A gene therapy to cure blindness is now a step closer to getting the U.S. FDA’s approval
On Thursday, a review panel from the U.S. Food and Drug Administration (FDA) gave their stamp approval for an experimental gene therapy to cure blindness. The treatment is for a genetically inherited blindness known as Leber Congenital Aumaurosis.
Leber Congenital Aumaurosis (LCA) is a rare inherited eye disease that appears at childbirth or during the first few months of a person’s life. This eye disease was said to affect one in every 40 thousand newborns.
LCA was first described by Theodor Leber, a German ophthalmologist, in the 19th century. Aside from its general descriptions (congenital for childbirth condition and amaurosis for loss of vision not associated with lesions), LCA’s presentation varies because of its association with multiple genes.
Apparently, if the FDA heeds the advice of the 16 experts who voted unanimously that the said gene therapy is more beneficial than risky, it could be commercially available soon.#Genetherapy to cure blindness gets approval of the FDA's panel of advisers!Click To Tweet
Luxturna: Gene Therapy to Cure Blindness
Luxturna, the drug developed by the Philadelphia-based biotech company Spark Therapeutics, hopes to treat the LCA condition triggered by mutations in the RPE65 gene.
Currently, the Online Mendelian Inheritance in Man (OMIM), an updated catalog of human genes, genetic disorders, and traits recognizes 18 types of LCA.
In a study published in The Lancet, 11 of the 21 patients who went through the experimental treatment indeed experienced a significant vision improvement. 93 percent of the participants confirmed they experienced some improvement.
The improvement in each participant was measured by their ability to navigate obstacles under poor lighting conditions, Gizmodo reported.
The gene therapy Luxturna will use genetically engineered viruses to correct the defects caused by two faulty RPE65, which code for an enzyme that nourishes cells in the retina.
For years, gene therapy to cure blindness has been found by experts to be more complicated than what they initially thought. Corrected genes sometimes fail to stay where they are supposed to and getting them to their place is a difficult feat. In worst cases, patients could acquire cancer or even die.

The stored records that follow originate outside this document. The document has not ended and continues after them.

// Copyright 2018-2022 Clemens Lutz
//
// Licensed under the Apache License, Version 2.0 (the "License");
// you may not use this file except in compliance with the License.
// You may obtain a copy of the License at
//
//     http://www.apache.org/licenses/LICENSE-2.0
//
// Unless required by applicable law or agreed to in writing, software
// distributed under the License is distributed on an "AS IS" BASIS,
// WITHOUT WARRANTIES OR CONDITIONS OF ANY KIND, either express or implied.
// See the License for the specific language governing permissions and
// limitations under the License.


//! Multi-relation join of a source relation with up to `GPUJOIN_MAX_DEPTH`
//! inner relations.
//!
//! The join is executed by three kernels:
//!
//! - the main kernel joins the source relation with all inner relations and
//!   emits inner join and left outer join results;
//! - the right outer kernel emits the inner rows of one right outer relation
//!   that no combination referenced during the main kernel;
//! - the collation kernel merges the outer join maps of several devices.
//!
//! Predicates, hash functions, and projections are supplied by the caller
//! through the [`GpuJoinFuncs`] trait.

mod control;
mod funcs;
mod gpujoin;
mod group;
mod hashjoin;
mod load_outer;
mod load_source;
mod multirels;
mod nestloop;
mod projection;
mod pseudo_stack;
mod rewind;
mod suspend;


pub use control::{
    ErrorCode, ErrorSlot, GpuJoinLayout, GpuJoinStats, KernContext, KernGpuJoin, ParamBuf,
    GPUJOIN_MAX_DEPTH,
};
pub use funcs::{EquiJoin, GpuJoinFuncs, InnerRow, JoinKey, JoinRecord, ProjValue, ProjectionBuf};
pub use gpujoin::{GpuJoin, GpuJoinBuilder, GpuJoinKernel, KernelStatus};
pub use multirels::{ChunkFlags, InnerChunk, InnerStore, JoinType, MultiRels, MultiRelsBuilder};
pub use pseudo_stack::PseudoStack;
pub use suspend::{GroupSegment, LaneCursor, SuspendBlock, SuspendSlot, SuspendedLane};
// Copyright 2018-2022 Clemens Lutz
//
// Licensed under the Apache License, Version 2.0 (the "License");
// you may not use this file except in compliance with the License.
// You may obtain a copy of the License at
//
//     http://www.apache.org/licenses/LICENSE-2.0
//
// Unless required by applicable law or agreed to in writing, software
// distributed under the License is distributed on an "AS IS" BASIS,
// WITHOUT WARRANTIES OR CONDITIONS OF ANY KIND, either express or implied.
// See the License for the specific language governing permissions and
// limitations under the License.


//! Group-wide exclusive prefix scans.
//!
//! These are the building blocks for stream compaction within a worker group.
//! Lanes that produce an output compute their write position as the exclusive
//! prefix count of the producing lanes. Thus, the outputs of a step occupy a
//! contiguous range without gaps from lanes that didn't produce anything.
//!
//! Each scan returns the per-lane exclusive prefixes together with the
//! group-wide total.

/// Exclusive prefix count over per-lane flags.
///
/// Returns the number of `true` flags in front of each lane, and the total
/// number of `true` flags.
pub fn exclusive_prefix_count(flags: &[bool]) -> (Vec<u32>, u32) {
    let mut total = 0_u32;
    let prefixes = flags
        .iter()
        .map(|&flag| {
            let prefix = total;
            total += flag as u32;
            prefix
        })
        .collect();

    (prefixes, total)
}

/// Exclusive prefix sum over per-lane values.
///
/// Returns the sum of the values in front of each lane, and the group-wide
/// sum. Panics on overflow in debug builds.
pub fn exclusive_prefix_sum(values: &[u32]) -> (Vec<u32>, u32) {
    let mut total = 0_u32;
    let prefixes = values
        .iter()
        .map(|&value| {
            let prefix = total;
            total += value;
            prefix
        })
        .collect();

    (prefixes, total)
}
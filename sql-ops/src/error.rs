// Copyright 2018-2022 Clemens Lutz
//
// Licensed under the Apache License, Version 2.0 (the "License");
// you may not use this file except in compliance with the License.
// You may obtain a copy of the License at
//
//     http://www.apache.org/licenses/LICENSE-2.0
//
// Unless required by applicable law or agreed to in writing, software
// distributed under the License is distributed on an "AS IS" BASIS,
// WITHOUT WARRANTIES OR CONDITIONS OF ANY KIND, either express or implied.
// See the License for the specific language governing permissions and
// limitations under the License.


use crate::join::ErrorCode;

#[derive(Debug)]
pub enum ErrorKind {
    DataStoreError(data_store::error::Error),
    IntegerOverflow(String),
    InvalidArgument(String),
    KernelError { code: ErrorCode, message: String },
    LayoutMismatch(String),
    SimtRuntimeError(simt_runtime::error::Error),
    Msg(String),
}

#[derive(Debug)]
pub struct Error {
    kind: ErrorKind,
}

impl Error {
    pub fn kind(&self) -> &ErrorKind {
        &self.kind
    }
}

impl std::error::Error for Error {}

impl std::fmt::Display for Error {
    fn fmt(&self, f: &mut std::fmt::Formatter) -> std::fmt::Result {
        std::fmt::Display::fmt(&self.kind, f)
    }
}

impl From<data_store::error::Error> for Error {
    fn from(error: data_store::error::Error) -> Self {
        Self {
            kind: ErrorKind::DataStoreError(error),
        }
    }
}

impl From<simt_runtime::error::Error> for Error {
    fn from(error: simt_runtime::error::Error) -> Self {
        Self {
            kind: ErrorKind::SimtRuntimeError(error),
        }
    }
}

impl From<ErrorKind> for Error {
    fn from(kind: ErrorKind) -> Self {
        Self { kind }
    }
}

impl std::fmt::Display for ErrorKind {
    fn fmt(&self, f: &mut std::fmt::Formatter) -> std::fmt::Result {
        match self {
            ErrorKind::DataStoreError(ref e) => e.fmt(f),
            ErrorKind::IntegerOverflow(ref s) => write!(f, "IntegerOverflow: {}", s),
            ErrorKind::InvalidArgument(ref s) => write!(f, "InvalidArgument: {}", s),
            ErrorKind::KernelError {
                ref code,
                ref message,
            } => write!(f, "KernelError: {:?}: {}", code, message),
            ErrorKind::LayoutMismatch(ref s) => write!(f, "LayoutMismatch: {}", s),
            ErrorKind::SimtRuntimeError(ref e) => e.fmt(f),
            ErrorKind::Msg(ref s) => write!(f, "Msg: {}", s),
        }
    }
}

impl From<String> for ErrorKind {
    fn from(s: String) -> Self {
        ErrorKind::Msg(s)
    }
}

impl<'a> From<&'a str> for ErrorKind {
    fn from(s: &'a str) -> Self {
        ErrorKind::Msg(s.to_string())
    }
}

pub type Result<T> = std::result::Result<T, Error>;
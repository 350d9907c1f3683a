// Limiter lifecycle events and observers
// Author: kelexine (https://github.com/kelexine)

use super::window::WindowKind;
use crate::error::ErrorKind;
use std::time::Duration;
use tracing::{debug, warn};
use uuid::Uuid;

/// A state transition of a queued item, or of the queue itself.
#[derive(Debug, Clone, PartialEq)]
pub enum LimiterEvent {
    Queued { id: Uuid, queue_length: usize },
    Processing { id: Uuid, attempt: u32, waited: Duration },
    RateLimited { window: WindowKind, wait: Duration },
    Retry { id: Uuid, attempt: u32, delay: Duration },
    Completed { id: Uuid },
    Failed { id: Uuid, error: ErrorKind },
    QueueCleared { rejected: usize },
}

impl LimiterEvent {
    pub fn name(&self) -> &'static str {
        match self {
            LimiterEvent::Queued { .. } => "queued",
            LimiterEvent::Processing { .. } => "processing",
            LimiterEvent::RateLimited { .. } => "rate_limited",
            LimiterEvent::Retry { .. } => "retry",
            LimiterEvent::Completed { .. } => "completed",
            LimiterEvent::Failed { .. } => "failed",
            LimiterEvent::QueueCleared { .. } => "queue_cleared",
        }
    }
}

/// Receives every limiter transition. Must not block.
pub trait LimiterObserver: Send + Sync {
    fn on_event(&self, limiter: &str, event: &LimiterEvent);
}

/// Default observer: structured logs plus Prometheus counters.
#[derive(Debug, Default, Clone, Copy)]
pub struct TracingObserver;

impl LimiterObserver for TracingObserver {
    fn on_event(&self, limiter: &str, event: &LimiterEvent) {
        crate::metrics::record_limiter_event(limiter, event.name());

        match event {
            LimiterEvent::Queued { id, queue_length } => {
                debug!(limiter, %id, queue_length, "Request queued");
            }
            LimiterEvent::Processing { id, attempt, waited } => {
                debug!(
                    limiter,
                    %id,
                    attempt,
                    waited_ms = waited.as_millis() as u64,
                    "Dispatching request"
                );
            }
            LimiterEvent::RateLimited { window, wait } => {
                debug!(
                    limiter,
                    window = window.as_str(),
                    wait_ms = wait.as_millis() as u64,
                    "Rate window full, waiting"
                );
            }
            LimiterEvent::Retry { id, attempt, delay } => {
                warn!(
                    limiter,
                    %id,
                    attempt,
                    delay_ms = delay.as_millis() as u64,
                    "Retrying request after transient failure"
                );
            }
            LimiterEvent::Completed { id } => {
                debug!(limiter, %id, "Request completed");
            }
            LimiterEvent::Failed { id, error } => {
                warn!(limiter, %id, error = error.as_str(), "Request failed");
            }
            LimiterEvent::QueueCleared { rejected } => {
                warn!(limiter, rejected, "Request queue cleared");
            }
        }
    }
}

In a statement to NBCNews, Dr. Albert Maguire of Children’s Hospital of Philadelphia said:
“Almost all will proceed to blindness. Other than voretigene, there are no avail treatments that can slow or stop the insidious loss of vision in these patients.”
However, Luxturna’s approach is straightforward. An eye surgeon just has to make a small incision in the eye for the treatment to be infused onto the retina. The therapy aims to stop degeneration, and the positive and quick improvements shown by the participants were believed by experts to be remarkable.
Luxturna to Face Cost Issues
The approval of Luxturna would mark a new milestone for the medical and scientific world who have been struggling for years to get FDA’s approval for gene therapies. Also, it would pave the way for people to have new drug payment models in the United States.
Most drugs on the market are usually given in several dosages with many to be taken for several years or even a lifetime. However, gene therapies are developed to be given only once to a patient.
In the case of Luxturna, the one-time payment for the drug could cost as much as $1 million USD for both eyes. Something that U.S. insurers, who normally pay for treatments in increments, might oppose.
David Rind, Chief Medical Officer for the non-profit Institute for Clinical and Economic Review who’s currently evaluating Spark’s treatment for what price would make it cost effective was quoted as saying:
“We’re likely to end up truly curing some horrific diseases and we’re going to have to figure this stuff out — how we pay for it, how we assess it, what fair pricing is.”
The FDA has until January to assess the recommendations of the panel and decide whether to approve the gene therapy or not.